I researched leg exercises that might help me strength the weak areas of my legs – namely, my glutes and hip abductors and aductors. These included side squats, split squats, and hip ab/ad machine. The side squats were especially challenging, but I stuck them out because they focus on all the areas of my legs that are the weakest.

I don’t know if it’s strange or not but I feel like I’ve gotten a good leg workout if it hurts to sit down or walk down stairs the next couple of days. 🙂

I’ve also been laying off any cardio – SO, SO, SO hard to do! – until my legs get to a point where I can run without pain. I really think it’s been helping, so as hard as it is, I just keep reminding myself that it’s all for the long term benefits.

Happy running! 🙂

 

Beating the Running Blues

sadrunnerEvery so often an injury will derail me from my running goals. Because running has become so much of my identity I rely heavily on being able to run to find peace of mind emotionally, physically and mentally. When I can’t run it really affects me on my many levels. Lately I’ve been faced with this challenge and have been forced, or, thinking positively, given the opportunity, to find ways to cope with not being able to run.

So instead of getting depressed and mopey, here, after much self-reflection, are:

Runner Sami’s Tips for Beating the Running Blues

1. Use the time off to become a stronger runner – Find cross-training activities that won’t exacerbate your injury. Biking, swimming, pilates, yoga, and strength training are all great ways to build up muscles that will help keep you injury-free in the future.

2. Invest in other areas of your life – Because running is my positive outlet, it’s important to reroute those energies into other outlets while running is on the back burner. Find ways to invest your time that make you happy. Writing, catching up with friends, spending time with my family, or planning a trip are some things I have found help rejuvenate me when I’m not able to run.

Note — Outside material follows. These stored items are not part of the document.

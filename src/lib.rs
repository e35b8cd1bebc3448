//! Drag and drop interaction manager for pointer-driven interfaces.
//!
//! The host registers draggable and droppable elements, forwards raw pointer
//! and scroll input, and answers hit-test queries through a [`Surface`].
//! The [`DragDropManager`] reduces that input into drag lifecycle
//! transitions and publishes immutable [`DerivedState`] snapshots to
//! subscribers.
//!
//! ## Modules
//!
//! - `manager` - The interaction manager and its public surface
//! - `input` - Reducers, snapshots, and frame coalescing
//! - `registry` - Draggable/droppable collections and hit-test policy
//! - `bus` / `watch` - Listeners and field-filtered watchers
//! - `surface` / `spatial_index` - Host hit-test boundary and an R-tree backed layout
//! - `binding` / `preview` - Helpers for view code

pub mod binding;
pub mod bus;
pub mod config;
pub mod constants;
pub mod derived;
pub mod error;
pub mod input;
pub mod logging;
pub mod manager;
pub mod perf;
pub mod preview;
pub mod registry;
pub mod spatial_index;
pub mod surface;
pub mod types;
pub mod watch;

pub use binding::{BindingConfig, ItemBinding};
pub use bus::{DragEvent, Listener, SubscriptionId};
pub use config::ManagerConfig;
pub use derived::{DerivedField, DerivedState};
pub use error::{ConfigError, ConfigResult};
pub use input::{InputEvent, InteractionState};
pub use manager::DragDropManager;
pub use preview::PreviewPlacement;
pub use surface::{Anchor, LayoutSurface, Surface};
pub use types::{DragItem, DropItem, ElementId, Item, ItemKey, ItemKind, Point, Rect};
pub use watch::{StateWatcher, WatchReader};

3. Read about running – For some people this might be too painful, but I’ve found that reading about running helps me feel like I’m still involved in becoming a better runner. Books or articles about running help me focus on positive ways to help my recovery. There are always ways I can better myself as a runner and it’s fun to read about interesting races I can sign up for once I’m at full running capacity again!

4. Be an active participant in your recovery – You’re not alone. There are a lot of resources online through blogs, social media sites like dailymile.com, or websites like runnersworld.com for runners looking for support or providing helpful tips and strategies for those coming back from injuries. Finding answers and lending support to others are great ways to aid in recovery.

5. Eat healthy, be happy – When I can’t run my mind automatically starts to dwell on all those extra pounds that are going to fly onto my body. Even if this is not realistic, eating healthy helps me keep a happy frame of mind until I can go back to burning the calories I’m used to burning. And eating healthy is always a great habit for helping me become a stronger runner.